In most animals, the size of the brain is proportional to the size of the body – species with larger bodies have larger brains. But the human brain is six times larger than it should be, based on the size of our bodies. This is strange, because the brain costs us dearly – it burns 20% of the energy of the body, while making up only 4% of its mass. Because evolution tends to remove excess, why should she leave such large, hungry brains? There are many different assumptions, among which the main leads stimulating social interactions as the main driving force. However, a new study published in the journal Nature cites arguments against this idea and shows that the expansion of the human brain was probably caused by ecology.
All the hypotheses of the evolution of the human brain converge in one: the expansion of the brain has pushed our ability to solve problems. However, they differently define these problems.
The reason why social problems have long been a favorite explanation is that they are especially difficult to resolve – here, and communication with friends, and cooperation in hunting for animals, and cheating opponents, and revealing deception.

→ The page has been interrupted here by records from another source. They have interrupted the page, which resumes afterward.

//! Per-frame mappings from frequency magnitudes (0..=255) to visual parameters.
//!
//! Audio-reactive values are pure functions of the magnitudes. Decorative motion
//! is a function of time only. A variant may combine the two, but one never
//! stands in for the other.

use super::constants::*;
use glam::Vec3;
use std::f32::consts::TAU;

/// Arithmetic mean; an empty slice averages to 0.
#[inline]
pub fn mean(values: &[f32]) -> f32 {
    if values.is_empty() {
        return 0.0;
    }
    let avg = values.iter().sum::<f32>() / values.len() as f32;
    if avg.is_finite() {
        avg
    } else {
        0.0
    }
}

#[inline]
pub fn normalized(magnitude: f32) -> f32 {
    (magnitude / MAX_MAGNITUDE).clamp(0.0, 1.0)
}

#[derive(Clone, Copy, Debug, PartialEq)]
pub struct BarParams {
    pub scale_y: f32,
    /// Lift applied so the bar grows upward from its base.
    pub y_offset: f32,
}

impl BarParams {
    pub const REST: BarParams = BarParams {
        scale_y: 1.0,
        y_offset: 0.0,
    };
}

pub fn bar_scale(magnitude: f32, gain: f32) -> BarParams {
    let scale_y = 1.0 + normalized(magnitude) * gain;
    BarParams {
        scale_y,
        y_offset: (scale_y - 1.0) / 2.0,
    }
}

#[derive(Clone, Copy, Debug, PartialEq)]
pub struct SpherePulse {
    pub scale: f32,
    pub hue_degrees: f32,
}

impl SpherePulse {
    pub const REST: SpherePulse = SpherePulse {
        scale: 1.0,
        hue_degrees: 0.0,
    };
}

pub fn sphere_pulse(frequencies: &[f32], gain: f32) -> SpherePulse {
    let avg = mean(frequencies);
    SpherePulse {
        scale: 1.0 + normalized(avg) * gain,
        hue_degrees: hue_for_level(avg),
    }
}

/// Average magnitude mapped onto the color wheel in degrees.
#[inline]
pub fn hue_for_level(average: f32) -> f32 {
    normalized(average) * 360.0
}

#[derive(Clone, Copy, Debug, PartialEq)]
pub struct CircularSlot {
    pub x: f32,
    pub z: f32,
    /// Hue in 0..1 for slot `i`.
    pub hue: f32,
}

pub fn circular_position(index: usize, num_bars: usize, radius: f32) -> CircularSlot {
    if num_bars == 0 {
        return CircularSlot {
            x: radius,
            z: 0.0,
            hue: 0.0,
        };
    }
    let t = index as f32 / num_bars as f32;
    let angle = t * TAU;
    CircularSlot {
        x: angle.cos() * radius,
        z: angle.sin() * radius,
        hue: t,
    }
}

/// Scale shared by the ring group; rotation is tracked separately by a [`Spin`].
#[inline]
pub fn ring_scale(frequencies: &[f32], gain: f32) -> f32 {
    1.0 + normalized(mean(frequencies)) * gain
}

/// Rotation that accumulates with time, independent of audio.
#[derive(Clone, Copy, Debug, PartialEq)]
pub struct Spin {
    pub angle: f32,
    pub rate_per_sec: f32,
}

impl Spin {
    pub fn new(rate_per_sec: f32) -> Self {
        Self {
            angle: 0.0,
            rate_per_sec,
        }
    }

    /// Per-frame increment tuned at [`REFERENCE_FPS`], expressed per second.
    pub fn per_frame(increment: f32) -> Self {
        Self::new(increment * REFERENCE_FPS)
    }

    pub fn advance(&mut self, dt_sec: f32) -> f32 {
        if dt_sec.is_finite() && dt_sec > 0.0 {
            self.angle = (self.angle + self.rate_per_sec * dt_sec).rem_euclid(TAU);
        }
        self.angle
    }
}

#[derive(Clone, Copy, Debug, PartialEq)]
pub enum WaveShape {
    /// Straight line along X, centred on the origin, displaced along Y.
    Line { extent: f32 },
    /// Circle of `radius` in the XY plane, displaced along Z.
    Ellipse { radius: f32 },
}

/// Fixed polyline whose base positions are laid out once; each frame only the
/// displacement component is rewritten in place.
#[derive(Clone, Debug, PartialEq)]
pub struct WaveformLine {
    points: Vec<Vec3>,
    shape: WaveShape,
    gain: f32,
}

impl WaveformLine {
    pub fn new(count: usize, shape: WaveShape, gain: f32) -> Self {
        let denom = count.saturating_sub(1).max(1) as f32;
        let points = (0..count)
            .map(|i| {
                let t = i as f32 / denom;
                match shape {
                    WaveShape::Line { extent } => Vec3::new(t * extent - extent / 2.0, 0.0, 0.0),
                    WaveShape::Ellipse { radius } => {
                        let a = t * TAU;
                        Vec3::new(a.cos() * radius, a.sin() * radius, 0.0)
                    }
                }
            })
            .collect();
        Self {
            points,
            shape,
            gain,
        }
    }

    /// Displacement of point `i` is `freq[(i / 2) % len] / 255 * gain`.
    pub fn update(&mut self, frequencies: &[f32]) {
        let len = frequencies.len();
        for (i, p) in self.points.iter_mut().enumerate() {
            let d = if len == 0 {
                0.0
            } else {
                normalized(frequencies[(i / 2) % len]) * self.gain
            };
            match self.shape {
                WaveShape::Line { .. } => p.y = d,
                WaveShape::Ellipse { .. } => p.z = d,
            }
        }
    }

    pub fn points(&self) -> &[Vec3] {
        &self.points
    }

    pub fn shape(&self) -> WaveShape {
        self.shape
    }

    /// Audio-driven component of point `i`.
    pub fn displacement(&self, i: usize) -> Option<f32> {
        self.points.get(i).map(|p| match self.shape {
            WaveShape::Line { .. } => p.y,
            WaveShape::Ellipse { .. } => p.z,
        })
    }
}

#[derive(Clone, Copy, Debug, PartialEq)]
pub struct BassPulse {
    /// Mean of the bass bins normalised to 0..1.
    pub intensity: f32,
    pub outer_scale: f32,
    pub inner_scale: f32,
    pub glow_scale: f32,
    pub glow_intensity: f32,
}

pub fn bass_pulse(frequencies: &[f32], bins: usize, gain: f32) -> BassPulse {
    let bass = &frequencies[..bins.min(frequencies.len())];
    let intensity = normalized(mean(bass));
    let scale = 1.0 + intensity * gain;
    BassPulse {
        intensity,
        outer_scale: scale,
        inner_scale: scale * CRYSTAL_INNER_RATIO,
        glow_scale: scale * CRYSTAL_GLOW_RATIO,
        glow_intensity: intensity.tanh() * CRYSTAL_GLOW_MAX,
    }
}

#[derive(Clone, Copy, Debug, PartialEq)]
pub struct CloudParams {
    pub position: Vec3,
    pub hue: f32,
    pub scale: f32,
    pub rotation_x: f32,
    pub rotation_y: f32,
}

pub fn nebula_cloud(index: usize, count: usize, magnitude: f32, elapsed: f32) -> CloudParams {
    let i = index as f32;
    let centre = (count.max(1) as f32 - 1.0) / 2.0;
    let speed = 0.2 + i * 0.05;
    let scale = if magnitude.is_finite() {
        1.0 + magnitude.max(0.0) / NEBULA_SCALE_DIVISOR
    } else {
        1.0
    };
    CloudParams {
        position: Vec3::new((i - centre) * NEBULA_SPACING, i.sin() * 2.0, i.cos() * 2.0),
        hue: i / count.max(1) as f32,
        scale,
        rotation_x: (elapsed * speed).cos() * NEBULA_SWAY,
        rotation_y: (elapsed * speed).sin() * NEBULA_SWAY,
    }
}

#[derive(Clone, Copy, Debug, PartialEq)]
pub struct CubeMotion {
    pub position: Vec3,
    pub rotation: Vec3,
}

pub fn floating_cube(base: Vec3, elapsed: f32) -> CubeMotion {
    CubeMotion {
        position: Vec3::new(base.x, base.y + (elapsed * 2.0).sin() * 0.5, base.z),
        rotation: Vec3::new(elapsed * 0.5, elapsed * 0.3, 0.0),
    }
}

/// Breathing scale for a network node, phase-shifted by its X coordinate.
#[inline]
pub fn node_pulse(x: f32, elapsed: f32) -> f32 {
    1.0 + (elapsed * 2.0 + x * 10.0).sin() * NETWORK_PULSE
}

#[inline]
pub fn dash_offset(elapsed: f32) -> f32 {
    ((elapsed * 2.0).sin() + 1.0) / 2.0 * 10.0
}

/// Position parameter (0..1) of a packet travelling along a connection.
#[inline]
pub fn data_flow_t(elapsed: f32) -> f32 {
    elapsed.rem_euclid(NETWORK_FLOW_PERIOD_SEC) / NETWORK_FLOW_PERIOD_SEC
}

Solving the social problem requires you to understand and predict how friends and enemies will react to every step you take. In fact, these problems determine moving targets, provoking an arms race in the size of the brain, which in turn leads to an increase in the size of the human brain. Brains the brain.
Conversely, another hypothesis puts ecological problems at the forefront. Among them, the need to look for food in seasonally changing savannahs, the need to preserve food for eating later, and the need to prepare food so that it is easier to eat. Such problems can force people to learn to track prey, create tools and cut fire from stone and dry branches.
The scientists decided to test the ecological and social hypotheses. This has already been done before, but in this case a little changed the approach. Usually, scientists consider a variety of species and try to determine if large brains are related to specific problems. For example, do primates and other animals with large brains follow a diet that is difficult to follow, but which is useful in the nutritional plan? This would indicate in the direction of the environmental hypothesis. Or do they live in large groups with a lot of social problems?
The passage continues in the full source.